_Action item_: Exactly the line that contains "let status = self.status();" and the lines following it to the end of the data are to be reproduced, and nothing more.

Collected data entries:
━━━━━━━━━━━━━━━━
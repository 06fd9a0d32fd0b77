use axum::http::StatusCode;
use axum::response::{IntoResponse, Response};
use axum::Json;
use serde::Serialize;
use thiserror::Error;

use webhook_application::AppError;

#[derive(Debug, Error)]
pub enum HttpError {
    #[error("Payload too large")]
    PayloadTooLarge,
    #[error("Invalid JSON")]
    InvalidJson,
    #[error("{0}")]
    Unauthorized(&'static str),
    #[error("Rate limit exceeded")]
    RateLimited,
    #[error("Unknown provider")]
    UnknownProvider,
    #[error("Internal server error")]
    Internal,
}

impl From<AppError> for HttpError {
    fn from(value: AppError) -> Self {
        match value {
            AppError::PayloadTooLarge { .. } => HttpError::PayloadTooLarge,
            AppError::InvalidJson(_) => HttpError::InvalidJson,
            AppError::Unauthorized(failure) => HttpError::Unauthorized(failure.message()),
            AppError::RateLimited => HttpError::RateLimited,
            AppError::UnknownProvider(_) => HttpError::UnknownProvider,
            AppError::Storage(_) => HttpError::Internal,
        }
    }
}

impl HttpError {
    pub fn status(&self) -> StatusCode {
        match self {
            HttpError::PayloadTooLarge => StatusCode::PAYLOAD_TOO_LARGE,
            HttpError::InvalidJson => StatusCode::BAD_REQUEST,
            HttpError::Unauthorized(_) => StatusCode::UNAUTHORIZED,
            HttpError::RateLimited => StatusCode::TOO_MANY_REQUESTS,
            HttpError::UnknownProvider => StatusCode::NOT_FOUND,
            HttpError::Internal => StatusCode::INTERNAL_SERVER_ERROR,
        }
    }
}

#[derive(Serialize)]
struct ErrorBody {
    error: String,
}

impl IntoResponse for HttpError {
    fn into_response(self) -> Response {
        let status = self.status();
        (status, Json(ErrorBody { error: self.to_string() })).into_response()
    }
}

#[cfg(test)]
mod tests {
    use webhook_application::AuthFailure;
    use webhook_domain::StoreError;

    use super::*;

    #[test]
    fn app_errors_map_to_client_facing_statuses() {
        let cases = [
            (AppError::PayloadTooLarge { size: 2 }, StatusCode::PAYLOAD_TOO_LARGE, "Payload too large"),
            (AppError::InvalidJson("eof".into()), StatusCode::BAD_REQUEST, "Invalid JSON"),
            (
                AppError::Unauthorized(AuthFailure::StaleRequest),
                StatusCode::UNAUTHORIZED,
                "Stale request",
            ),
            (AppError::RateLimited, StatusCode::TOO_MANY_REQUESTS, "Rate limit exceeded"),
            (AppError::UnknownProvider("x".into()), StatusCode::NOT_FOUND, "Unknown provider"),
            (
                AppError::Storage(StoreError::Timeout),
                StatusCode::INTERNAL_SERVER_ERROR,
                "Internal server error",
            ),
        ];
        for (app_error, status, message) in cases {
            let http_error = HttpError::from(app_error);
            assert_eq!(http_error.status(), status);
            assert_eq!(http_error.to_string(), message);
        }
    }
}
━━━━━━━━━━━━━━━━
_Task answer_:
        let status = self.status();
        (status, Json(ErrorBody { error: self.to_string() })).into_response()
    }
}

#[cfg(test)]
mod tests {
    use webhook_application::AuthFailure;
    use webhook_domain::StoreError;

    use super::*;

    #[test]
    fn app_errors_map_to_client_facing_statuses() {
        let cases = [
            (AppError::PayloadTooLarge { size: 2 }, StatusCode::PAYLOAD_TOO_LARGE, "Payload too large"),
            (AppError::InvalidJson("eof".into()), StatusCode::BAD_REQUEST, "Invalid JSON"),
            (
                AppError::Unauthorized(AuthFailure::StaleRequest),
                StatusCode::UNAUTHORIZED,
                "Stale request",
            ),
            (AppError::RateLimited, StatusCode::TOO_MANY_REQUESTS, "Rate limit exceeded"),
            (AppError::UnknownProvider("x".into()), StatusCode::NOT_FOUND, "Unknown provider"),
            (
                AppError::Storage(StoreError::Timeout),
                StatusCode::INTERNAL_SERVER_ERROR,
                "Internal server error",
            ),
        ];
        for (app_error, status, message) in cases {
            let http_error = HttpError::from(app_error);
            assert_eq!(http_error.status(), status);
            assert_eq!(http_error.to_string(), message);
        }
    }
}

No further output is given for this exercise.